### DATA LISTING
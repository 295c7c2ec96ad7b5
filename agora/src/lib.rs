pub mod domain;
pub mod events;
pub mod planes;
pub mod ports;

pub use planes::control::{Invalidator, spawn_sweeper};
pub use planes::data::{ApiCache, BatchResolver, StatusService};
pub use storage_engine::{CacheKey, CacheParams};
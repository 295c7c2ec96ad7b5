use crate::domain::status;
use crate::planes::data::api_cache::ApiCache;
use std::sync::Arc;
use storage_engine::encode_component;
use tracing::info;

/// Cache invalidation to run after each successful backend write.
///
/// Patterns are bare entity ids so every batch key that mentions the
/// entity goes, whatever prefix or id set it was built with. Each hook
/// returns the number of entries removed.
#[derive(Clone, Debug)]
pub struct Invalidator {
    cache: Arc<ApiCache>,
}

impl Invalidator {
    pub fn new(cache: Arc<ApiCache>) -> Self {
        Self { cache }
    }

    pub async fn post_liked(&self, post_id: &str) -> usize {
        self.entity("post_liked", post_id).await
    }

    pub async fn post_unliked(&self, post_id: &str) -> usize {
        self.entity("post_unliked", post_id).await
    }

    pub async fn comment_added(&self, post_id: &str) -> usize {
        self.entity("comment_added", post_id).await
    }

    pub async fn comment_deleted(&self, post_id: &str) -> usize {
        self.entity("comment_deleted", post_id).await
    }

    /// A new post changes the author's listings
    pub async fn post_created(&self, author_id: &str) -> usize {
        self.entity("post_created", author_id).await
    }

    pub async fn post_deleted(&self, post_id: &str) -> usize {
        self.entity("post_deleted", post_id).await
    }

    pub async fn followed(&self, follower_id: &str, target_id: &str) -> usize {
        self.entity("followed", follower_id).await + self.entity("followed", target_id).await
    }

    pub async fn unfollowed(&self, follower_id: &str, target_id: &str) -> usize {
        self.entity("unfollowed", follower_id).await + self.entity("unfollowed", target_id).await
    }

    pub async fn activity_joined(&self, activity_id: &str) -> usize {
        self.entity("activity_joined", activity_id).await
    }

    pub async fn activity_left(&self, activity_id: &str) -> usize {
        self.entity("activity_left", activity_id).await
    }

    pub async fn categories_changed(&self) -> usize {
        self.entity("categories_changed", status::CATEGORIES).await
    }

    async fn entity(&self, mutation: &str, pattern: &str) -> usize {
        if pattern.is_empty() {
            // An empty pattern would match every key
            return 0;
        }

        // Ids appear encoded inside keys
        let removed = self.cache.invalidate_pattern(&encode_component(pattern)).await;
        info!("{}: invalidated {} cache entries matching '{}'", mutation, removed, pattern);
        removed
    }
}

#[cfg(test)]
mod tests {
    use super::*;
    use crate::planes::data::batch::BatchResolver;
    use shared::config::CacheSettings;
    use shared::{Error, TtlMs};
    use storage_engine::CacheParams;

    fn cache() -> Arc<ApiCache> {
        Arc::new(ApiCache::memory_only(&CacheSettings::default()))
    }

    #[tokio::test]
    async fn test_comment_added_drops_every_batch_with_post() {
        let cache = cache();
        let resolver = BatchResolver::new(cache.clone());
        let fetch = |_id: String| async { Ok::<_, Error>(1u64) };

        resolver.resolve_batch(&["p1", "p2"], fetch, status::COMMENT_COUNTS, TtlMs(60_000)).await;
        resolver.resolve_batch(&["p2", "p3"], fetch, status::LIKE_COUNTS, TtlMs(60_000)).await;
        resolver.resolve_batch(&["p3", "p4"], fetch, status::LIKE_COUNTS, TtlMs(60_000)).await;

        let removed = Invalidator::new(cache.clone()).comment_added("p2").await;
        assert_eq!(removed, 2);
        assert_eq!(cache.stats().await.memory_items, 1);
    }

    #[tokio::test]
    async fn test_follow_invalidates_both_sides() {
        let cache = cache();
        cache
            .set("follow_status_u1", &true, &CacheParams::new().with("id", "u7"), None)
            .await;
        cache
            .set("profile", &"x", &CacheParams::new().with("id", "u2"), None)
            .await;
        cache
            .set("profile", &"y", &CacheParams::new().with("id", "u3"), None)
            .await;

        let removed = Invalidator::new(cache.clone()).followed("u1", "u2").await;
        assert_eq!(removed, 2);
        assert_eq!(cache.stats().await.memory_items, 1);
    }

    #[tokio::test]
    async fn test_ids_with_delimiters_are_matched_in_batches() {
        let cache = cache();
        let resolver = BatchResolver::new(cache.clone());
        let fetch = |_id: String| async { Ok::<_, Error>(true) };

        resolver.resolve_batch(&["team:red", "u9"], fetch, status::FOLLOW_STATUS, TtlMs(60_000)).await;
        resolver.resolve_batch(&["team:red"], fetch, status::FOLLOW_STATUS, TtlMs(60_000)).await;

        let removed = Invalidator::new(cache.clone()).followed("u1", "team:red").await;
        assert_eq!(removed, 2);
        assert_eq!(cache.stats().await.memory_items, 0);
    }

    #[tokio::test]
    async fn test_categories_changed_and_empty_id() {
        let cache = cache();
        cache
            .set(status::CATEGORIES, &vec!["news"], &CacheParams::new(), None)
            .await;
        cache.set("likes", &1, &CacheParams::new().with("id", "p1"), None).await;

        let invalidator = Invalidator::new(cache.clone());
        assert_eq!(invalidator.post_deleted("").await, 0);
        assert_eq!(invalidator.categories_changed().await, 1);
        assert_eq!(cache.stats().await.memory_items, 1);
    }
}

### WHAT YOU WILL DO
Return each line above exactly.

### EXERCISE OUTPUT
repository 295c7c2ec96ad7b5
filename agora/src/lib.rs
pub mod domain;
pub mod events;
pub mod planes;
pub mod ports;

pub use planes::control::{Invalidator, spawn_sweeper};
pub use planes::data::{ApiCache, BatchResolver, StatusService};
pub use storage_engine::{CacheKey, CacheParams};
repository 295c7c2ec96ad7b5
use crate::domain::status;
use crate::planes::data::api_cache::ApiCache;
use std::sync::Arc;
use storage_engine::encode_component;
use tracing::info;

/// Cache invalidation to run after each successful backend write.
///
/// Patterns are bare entity ids so every batch key that mentions the
/// entity goes, whatever prefix or id set it was built with. Each hook
/// returns the number of entries removed.
#[derive(Clone, Debug)]
pub struct Invalidator {
    cache: Arc<ApiCache>,
}

impl Invalidator {
    pub fn new(cache: Arc<ApiCache>) -> Self {
        Self { cache }
    }

    pub async fn post_liked(&self, post_id: &str) -> usize {
        self.entity("post_liked", post_id).await
    }

    pub async fn post_unliked(&self, post_id: &str) -> usize {
        self.entity("post_unliked", post_id).await
    }

    pub async fn comment_added(&self, post_id: &str) -> usize {
        self.entity("comment_added", post_id).await
    }

    pub async fn comment_deleted(&self, post_id: &str) -> usize {
        self.entity("comment_deleted", post_id).await
    }

    /// A new post changes the author's listings
    pub async fn post_created(&self, author_id: &str) -> usize {
        self.entity("post_created", author_id).await
    }

    pub async fn post_deleted(&self, post_id: &str) -> usize {
        self.entity("post_deleted", post_id).await
    }

    pub async fn followed(&self, follower_id: &str, target_id: &str) -> usize {
        self.entity("followed", follower_id).await + self.entity("followed", target_id).await
    }

    pub async fn unfollowed(&self, follower_id: &str, target_id: &str) -> usize {
        self.entity("unfollowed", follower_id).await + self.entity("unfollowed", target_id).await
    }

    pub async fn activity_joined(&self, activity_id: &str) -> usize {
        self.entity("activity_joined", activity_id).await
    }

    pub async fn activity_left(&self, activity_id: &str) -> usize {
        self.entity("activity_left", activity_id).await
    }

    pub async fn categories_changed(&self) -> usize {
        self.entity("categories_changed", status::CATEGORIES).await
    }

    async fn entity(&self, mutation: &str, pattern: &str) -> usize {
        if pattern.is_empty() {
            // An empty pattern would match every key
            return 0;
        }

        // Ids appear encoded inside keys
        let removed = self.cache.invalidate_pattern(&encode_component(pattern)).await;
        info!("{}: invalidated {} cache entries matching '{}'", mutation, removed, pattern);
        removed
    }
}

#[cfg(test)]
mod tests {
    use super::*;
    use crate::planes::data::batch::BatchResolver;
    use shared::config::CacheSettings;
    use shared::{Error, TtlMs};
    use storage_engine::CacheParams;

    fn cache() -> Arc<ApiCache> {
        Arc::new(ApiCache::memory_only(&CacheSettings::default()))
    }

    #[tokio::test]
    async fn test_comment_added_drops_every_batch_with_post() {
        let cache = cache();
        let resolver = BatchResolver::new(cache.clone());
        let fetch = |_id: String| async { Ok::<_, Error>(1u64) };

        resolver.resolve_batch(&["p1", "p2"], fetch, status::COMMENT_COUNTS, TtlMs(60_000)).await;
        resolver.resolve_batch(&["p2", "p3"], fetch, status::LIKE_COUNTS, TtlMs(60_000)).await;
        resolver.resolve_batch(&["p3", "p4"], fetch, status::LIKE_COUNTS, TtlMs(60_000)).await;

        let removed = Invalidator::new(cache.clone()).comment_added("p2").await;
        assert_eq!(removed, 2);
        assert_eq!(cache.stats().await.memory_items, 1);
    }

    #[tokio::test]
    async fn test_follow_invalidates_both_sides() {
        let cache = cache();
        cache
            .set("follow_status_u1", &true, &CacheParams::new().with("id", "u7"), None)
            .await;
        cache
            .set("profile", &"x", &CacheParams::new().with("id", "u2"), None)
            .await;
        cache
            .set("profile", &"y", &CacheParams::new().with("id", "u3"), None)
            .await;

        let removed = Invalidator::new(cache.clone()).followed("u1", "u2").await;
        assert_eq!(removed, 2);
        assert_eq!(cache.stats().await.memory_items, 1);
    }

    #[tokio::test]
    async fn test_ids_with_delimiters_are_matched_in_batches() {
        let cache = cache();
        let resolver = BatchResolver::new(cache.clone());
        let fetch = |_id: String| async { Ok::<_, Error>(true) };

        resolver.resolve_batch(&["team:red", "u9"], fetch, status::FOLLOW_STATUS, TtlMs(60_000)).await;
        resolver.resolve_batch(&["team:red"], fetch, status::FOLLOW_STATUS, TtlMs(60_000)).await;

        let removed = Invalidator::new(cache.clone()).followed("u1", "team:red").await;
        assert_eq!(removed, 2);
        assert_eq!(cache.stats().await.memory_items, 0);
    }

    #[tokio::test]
    async fn test_categories_changed_and_empty_id() {
        let cache = cache();
        cache
            .set(status::CATEGORIES, &vec!["news"], &CacheParams::new(), None)
            .await;
        cache.set("likes", &1, &CacheParams::new().with("id", "p1"), None).await;

        let invalidator = Invalidator::new(cache.clone());
        assert_eq!(invalidator.post_deleted("").await, 0);
        assert_eq!(invalidator.categories_changed().await, 1);
        assert_eq!(cache.stats().await.memory_items, 1);
    }
}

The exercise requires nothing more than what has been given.